Top of INPUT MATERIAL
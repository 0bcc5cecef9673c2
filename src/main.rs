use anyhow::{bail, Context, Result};
use parking_lot::Mutex;
use serde::Serialize;
use std::io::{self, BufRead};
use std::str::FromStr;
use std::sync::Arc;

use fabula::{
    badge_class, flavor_options, page_size_options, presentation_for, ApiEndpoints, Config,
    Document, DomEvent, Pager, PlayPolicy, PlaybackController, PlayerView, SelectView,
    SelectWidget, SimulatedMediaElement, StoryFlavor, DEFAULT_PAGE_SIZE,
};

const HELP: &str = "\
commands:
  flavor|size open|close|toggle|select <value>
  click outside|flavor|size [<option index>]
  key <name>                 e.g. key Escape
  play | toggle              toggle playback
  seek <seconds>             seek through the range control
  volume <0..1>
  load <duration>            metadata arrives for the current source
  tick <seconds>             let the clock run
  media-key play|pause       transport change from outside the page
  policy allow|reject|defer  how play requests are answered
  resolve allow|reject       settle a deferred play request
  src <path>                 switch narration source
  status <code>              show the badge for a lifecycle code
  page next|prev | total <n>
  show | help | quit";

#[derive(Serialize)]
#[serde(rename_all = "camelCase")]
struct Snapshot {
    flavor: SelectView<StoryFlavor>,
    page_size: SelectView<u64>,
    page: String,
    archive_url: String,
    player: PlayerView,
}

/// One page worth of widgets plus a narration player, driven line by line.
struct Console {
    document: Document,
    endpoints: ApiEndpoints,
    flavor: SelectWidget<StoryFlavor>,
    page_size: SelectWidget<u64>,
    pager: Arc<Mutex<Pager>>,
    element: Arc<SimulatedMediaElement>,
    player: Arc<Mutex<PlaybackController<SimulatedMediaElement>>>,
}

impl Console {
    fn new(config: &Config) -> Result<Self> {
        let document = Document::new();
        let endpoints = config.endpoints();
        let pager = Arc::new(Mutex::new(Pager::new(DEFAULT_PAGE_SIZE)));

        let flavor = SelectWidget::new(
            &document,
            document.body(),
            flavor_options(),
            StoryFlavor::default(),
        )
        .on_change(|flavor| log::info!("Flavor selected: {}", flavor.label()));

        let pager_for_size = Arc::clone(&pager);
        let page_size = SelectWidget::new(
            &document,
            document.body(),
            page_size_options(),
            DEFAULT_PAGE_SIZE,
        )
        .on_change(move |size| {
            pager_for_size.lock().set_page_size(*size);
            log::info!("Page size set to {}", size);
        });

        let src = endpoints
            .file_url("files/audio/sample.mp3")
            .context("Failed to resolve narration URL")?;
        let element = Arc::new(SimulatedMediaElement::new());
        let player = PlaybackController::new(Arc::clone(&element), &src);
        player.set_volume(config.initial_volume);
        log::info!("Narration source: {}", src);

        Ok(Self {
            document,
            endpoints,
            flavor,
            page_size,
            pager,
            element,
            player: Arc::new(Mutex::new(player)),
        })
    }

    fn run(&self, words: &[&str]) -> Result<()> {
        match words {
            ["help"] => println!("{}", HELP),
            ["show"] => {}
            ["flavor", args @ ..] => drive_select(&self.flavor, args)?,
            ["size", args @ ..] => drive_select(&self.page_size, args)?,
            ["click", "outside"] => self.click(self.document.body()),
            ["click", "flavor"] => self.click(self.flavor.trigger_node()),
            ["click", "size"] => self.click(self.page_size.trigger_node()),
            ["click", "flavor", index] => {
                let node = self
                    .flavor
                    .option_node(parse_arg(index)?)
                    .context("Flavor menu is closed or has no such option")?;
                self.click(node);
            }
            ["click", "size", index] => {
                let node = self
                    .page_size
                    .option_node(parse_arg(index)?)
                    .context("Page size menu is closed or has no such option")?;
                self.click(node);
            }
            ["key", key] => {
                self.document.dispatch(&DomEvent::key_down(*key));
            }
            ["play"] | ["toggle"] => self.player.lock().toggle_playback(),
            ["seek", seconds] => self.player.lock().seek_from_range(parse_arg(seconds)?),
            ["volume", volume] => self.player.lock().set_volume(parse_arg(volume)?),
            ["load", duration] => self.element.load_metadata(parse_arg(duration)?),
            ["tick", seconds] => self.element.advance(parse_arg(seconds)?),
            ["media-key", "play"] => self.element.external_play(),
            ["media-key", "pause"] => self.element.external_pause(),
            ["policy", policy] => self.element.set_play_policy(parse_policy(policy)?),
            ["resolve", "allow"] => self.element.resolve_pending_play(true),
            ["resolve", "reject"] => self.element.resolve_pending_play(false),
            ["src", path] => {
                let url = self
                    .endpoints
                    .file_url(path)
                    .context("Empty narration path")?;
                self.player.lock().set_source(&url);
            }
            ["status", code] => {
                let presentation = serde_json::to_string(&presentation_for(code))
                    .context("Failed to encode status")?;
                println!("{} {}", badge_class(code), presentation);
            }
            ["page", "next"] => self.pager.lock().next(),
            ["page", "prev"] => self.pager.lock().prev(),
            ["total", total] => self.pager.lock().set_total(parse_arg(total)?),
            _ => bail!("unknown command, try `help`"),
        }
        Ok(())
    }

    fn click(&self, target: fabula::NodeId) {
        self.document.dispatch(&DomEvent::pointer_down(target));
    }

    fn print(&self) -> Result<()> {
        let pager = *self.pager.lock();
        let snapshot = Snapshot {
            flavor: self.flavor.view(),
            page_size: self.page_size.view(),
            page: pager.label(),
            archive_url: self
                .endpoints
                .stories(pager.page(), pager.page_size())?
                .to_string(),
            player: self.player.lock().view(),
        };

        println!(
            "{}",
            serde_json::to_string(&snapshot).context("Failed to encode snapshot")?
        );
        Ok(())
    }
}

fn drive_select<T>(widget: &SelectWidget<T>, args: &[&str]) -> Result<()>
where
    T: FromStr + Clone + PartialEq + Send + 'static,
    T::Err: std::error::Error + Send + Sync + 'static,
{
    match args {
        ["open"] => widget.open(),
        ["close"] => widget.close(),
        ["toggle"] => widget.toggle(),
        ["select", value] => widget.select_option(parse_arg(value)?),
        _ => bail!("expected open, close, toggle or select <value>"),
    }
    Ok(())
}

fn parse_arg<T>(raw: &str) -> Result<T>
where
    T: FromStr,
    T::Err: std::error::Error + Send + Sync + 'static,
{
    raw.parse::<T>()
        .with_context(|| format!("Invalid argument {:?}", raw))
}

fn parse_policy(raw: &str) -> Result<PlayPolicy> {
    match raw {
        "allow" => Ok(PlayPolicy::Allow),
        "reject" => Ok(PlayPolicy::Reject),
        "defer" => Ok(PlayPolicy::Defer),
        other => bail!("unknown play policy {:?}", other),
    }
}

fn main() -> Result<()> {
    // Initialize logger
    env_logger::Builder::from_env(env_logger::Env::default().default_filter_or("info")).init();

    log::info!("Starting fabula console");

    let config = Config::from_env().context("Failed to load configuration")?;
    log::info!("Story service at {}", config.api_base_url);

    let console = Console::new(&config)?;

    // Detach the player before exiting on Ctrl+C
    let player_for_signal = Arc::clone(&console.player);
    ctrlc::set_handler(move || {
        log::info!("Received interrupt signal (Ctrl+C), detaching player...");
        player_for_signal.lock().teardown();
        std::process::exit(0);
    })
    .context("Failed to set Ctrl+C handler")?;

    console.print()?;

    let stdin = io::stdin();
    for line in stdin.lock().lines() {
        let line = line.context("Failed to read command")?;
        let words: Vec<&str> = line.split_whitespace().collect();
        if words.is_empty() {
            continue;
        }
        if matches!(words[0], "quit" | "exit") {
            break;
        }

        if let Err(e) = console.run(&words) {
            log::warn!("{}: {:#}", line.trim(), e);
            continue;
        }

        let delivered = console.element.flush();
        if delivered > 0 {
            log::debug!("Delivered {} media events", delivered);
        }
        console.print()?;
    }

    console.player.lock().teardown();
    log::info!("Console closed");
    Ok(())
}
Bottom of INPUT MATERIAL
▶ _WHAT IS EXPECTED_: A bare number should be your reply: how many lines in the entries above include the word "FromStr".

▶ _COMPLETED TASK_: 3